Hope for rare diseases
Illumina kicks off iHope initiative for undiagnosed children
SAN DIEGO—In an effort to help pediatric patients, Illumina Inc. has launched the iHope program to discover the genetic causes of undiagnosed rare diseases in children. The initial program partners joining Illumina in this initiative are Foundation for the Children of the Californias, Rare Genomics Institute and the University of California, San Francisco’s Benioff Children’s Hospital.
“We know that rare diseases can affect any family at any time. Being a part of iHope gives me confidence that together we can make a difference for patients with these conditions,” said Dr. Jimmy Lin, founder and president of Rare Genomics Institute. “Whole-genome sequencing has already shown its value in identifying rare and undiagnosed diseases and, as we learn more, I believe that the process will become a routine part of medical practice. Children will no longer have to suffer through a crusade of testing.”
Under the initiative, clinical experts connected to iHope partner institutions will refer children with financial need and undiagnosed conditions believed to be genetic to the Illumina Clinical Services Laboratory. Those who are eligible to participate in the program will receive whole-genome sequencing at no cost to help in the effort of identifying the underlying cause of an individual’s condition and identifying a target (or targets) for treatment.
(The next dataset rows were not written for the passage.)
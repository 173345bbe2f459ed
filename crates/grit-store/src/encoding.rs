//! Loose object wire encoding.
//!
//! A loose object is the zlib deflation of `"<kind> <length>\0"` followed by
//! the raw content. Both directions run through streaming zlib so a
//! multi-gigabyte blob never needs a second in-memory copy: the encoder
//! deflates straight into the destination writer, and header reads inflate
//! only the handful of bytes before the NUL.

use std::io::{Read, Write};

use flate2::read::ZlibDecoder;
use flate2::write::ZlibEncoder;
use flate2::Compression;

use grit_types::ObjectKind;

use crate::error::{StoreError, StoreResult};
use crate::object::RawObject;

/// Upper bound on the loose header: longest kind token, a space, a decimal
/// u64, and the NUL.
const MAX_HEADER_LEN: usize = 32;

/// Deflate an object into `writer` in loose format.
pub fn write_loose<W: Write>(object: &RawObject, writer: W) -> std::io::Result<()> {
    let mut encoder = ZlibEncoder::new(writer, Compression::default());
    encoder.write_all(&grit_hash::object_header(object.kind, object.size()))?;
    encoder.write_all(&object.data)?;
    encoder.finish()?;
    Ok(())
}

/// Deflate loose-format content streamed from `reader` into `writer`.
///
/// `len` must be the exact content length; it is written into the header
/// up front, so the caller must know it (e.g. from file metadata).
pub fn write_loose_stream<R: Read, W: Write>(
    kind: ObjectKind,
    len: u64,
    mut reader: R,
    writer: W,
) -> std::io::Result<()> {
    let mut encoder = ZlibEncoder::new(writer, Compression::default());
    encoder.write_all(&grit_hash::object_header(kind, len))?;
    std::io::copy(&mut reader, &mut encoder)?;
    encoder.finish()?;
    Ok(())
}

/// Deflate an object into a fresh buffer in loose format.
pub fn serialize_loose(object: &RawObject) -> std::io::Result<Vec<u8>> {
    let mut buf = Vec::new();
    write_loose(object, &mut buf)?;
    Ok(buf)
}

/// Inflate and decode a complete loose object from raw deflated bytes.
pub fn deserialize_loose(bytes: &[u8]) -> StoreResult<RawObject> {
    read_loose(bytes)
}

/// Inflate and decode a complete loose object from a reader.
///
/// The declared header length must exactly match the inflated content
/// length; any shortfall or trailing bytes are corruption.
pub fn read_loose<R: Read>(reader: R) -> StoreResult<RawObject> {
    let mut decoder = ZlibDecoder::new(reader);
    let (kind, len) = parse_header(&mut decoder)?;

    let mut data = Vec::with_capacity(usize::try_from(len).unwrap_or(0));
    (&mut decoder)
        .take(len)
        .read_to_end(&mut data)
        .map_err(|e| StoreError::corrupt(format!("zlib inflate: {e}")))?;
    if (data.len() as u64) < len {
        return Err(StoreError::corrupt(format!(
            "content shorter than declared length: {} < {len}",
            data.len()
        )));
    }

    let mut trailing = [0u8; 1];
    let extra = decoder
        .read(&mut trailing)
        .map_err(|e| StoreError::corrupt(format!("zlib inflate: {e}")))?;
    if extra != 0 {
        return Err(StoreError::corrupt("content longer than declared length"));
    }

    Ok(RawObject::new(kind, data))
}

/// Inflate only the header of a loose object: its kind and declared length.
///
/// Decodes just enough of the stream to reach the NUL terminator, so the
/// cost is independent of the object size.
pub fn read_loose_header<R: Read>(reader: R) -> StoreResult<(ObjectKind, u64)> {
    let mut decoder = ZlibDecoder::new(reader);
    parse_header(&mut decoder)
}

fn parse_header<R: Read>(reader: &mut R) -> StoreResult<(ObjectKind, u64)> {
    let mut header = Vec::with_capacity(MAX_HEADER_LEN);
    let mut byte = [0u8; 1];
    loop {
        let n = reader
            .read(&mut byte)
            .map_err(|e| StoreError::corrupt(format!("zlib inflate: {e}")))?;
        if n == 0 {
            return Err(StoreError::corrupt("truncated object header"));
        }
        if byte[0] == 0 {
            break;
        }
        header.push(byte[0]);
        if header.len() >= MAX_HEADER_LEN {
            return Err(StoreError::corrupt("object header too long"));
        }
    }

    let header = std::str::from_utf8(&header)
        .map_err(|_| StoreError::corrupt("object header is not ASCII"))?;
    let (token, len) = header
        .split_once(' ')
        .ok_or_else(|| StoreError::corrupt("object header missing length"))?;
    let kind = ObjectKind::from_token(token)
        .map_err(|e| StoreError::corrupt(e.to_string()))?;
    let len: u64 = len
        .parse()
        .map_err(|_| StoreError::corrupt(format!("invalid object length {len:?}")))?;
    Ok((kind, len))
}
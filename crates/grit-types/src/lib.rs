//! Foundation types for grit.
//!
//! This crate provides the core value types used throughout the grit object
//! database. Every other grit crate depends on `grit-types`.
//!
//! # Key Types
//!
//! - [`ObjectId`] -- Content-addressed identifier (SHA-1 or SHA-256 digest)
//! - [`ObjectKind`] -- Closed set of logical object kinds (blob/tree/commit/tag)
//! - [`Outcome`] -- Completion-vs-stopped signal for object enumerations

pub mod error;
pub mod kind;
pub mod oid;
pub mod outcome;

pub use error::TypeError;
pub use kind::ObjectKind;
pub use oid::ObjectId;
pub use outcome::Outcome;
For its part, Illumina will handle all whole-genome testing procedures, from the testing itself to delivering a clinical report back to its partner sites.
“We think that whole-genome sequencing, particularly as it evolves quite rapidly, is the best test for these patients,” Ryan Taft, senior director of scientific research at Illumina, tells DDNews. “We can now provide a test that not only does what an exome can do in terms of getting single nucleotide variants in exomes, but we can also get larger changes in the genome, which are called copy number variants. And we can do that all in one test at one time, and we think that that’s really where the future of the testing for these patients will go.”
Genetic sequencing, says Taft, is “incredibly important,” adding that one of Illumina’s leading questions is “why whole-genome sequencing is not a part of almost every clinical trial that’s going on in this space, not only to understand why a drug works, but then to understand for those perhaps that aren’t responding what the genetics behind that would be and then identify new targets.”
By U.S. standards, rare diseases are those conditions that affect fewer than 200,000 people in the United States. By Global Genes’ estimates, as many as 30 million Americans have a rare disease, some 80 percent of which are genetic in origin. Of those numbers, roughly 50 percent of rare disease sufferers are children, and 30 percent don’t live to see their fifth birthday. This initiative is meant to address those challenges, especially for families who cannot access or afford next-generation sequencing-based testing.
“Understanding the scope and size of the population affected by rare diseases, we have a moral imperative to increase the visibility of this global health problem and help find solutions for the children and families who are suffering,” Francis deSouza, president and CEO of Illumina, commented in a press release. “With precision medicine and large-scale genomic initiatives being launched all over the world, we believe that genomics is reaching an inflection point in the public consciousness. The iHope program aims to build on that public awareness by focusing on the needs of those with rare, undiagnosed genetic diseases and showing how next-generation sequencing can benefit this population.”
Taft says there has been a definite increase of interest in rare diseases in recent years, which he calls “remarkable.”
“I think the whole community, the company, the field is really seeing the possibility, the impact, that we can have on these patients, both in the near term and the long term,” Taft remarks. “What I think we’re really looking at is this beautiful convergence of what we’re going to be able to do from a diagnostic perspective with whole-genome sequencing—particularly if we roll this into the patient journey very early so we’re not waiting until five years down their diagnostic odyssey—and then having targeted therapies that are going to be right on the other side of that. And I think the 21st Century Cures Act touched on it; we’re seeing a lot of advocacy groups getting a lot of attention, because I think we almost all intuitively know that this is where precision medicine is going to manifest itself first.”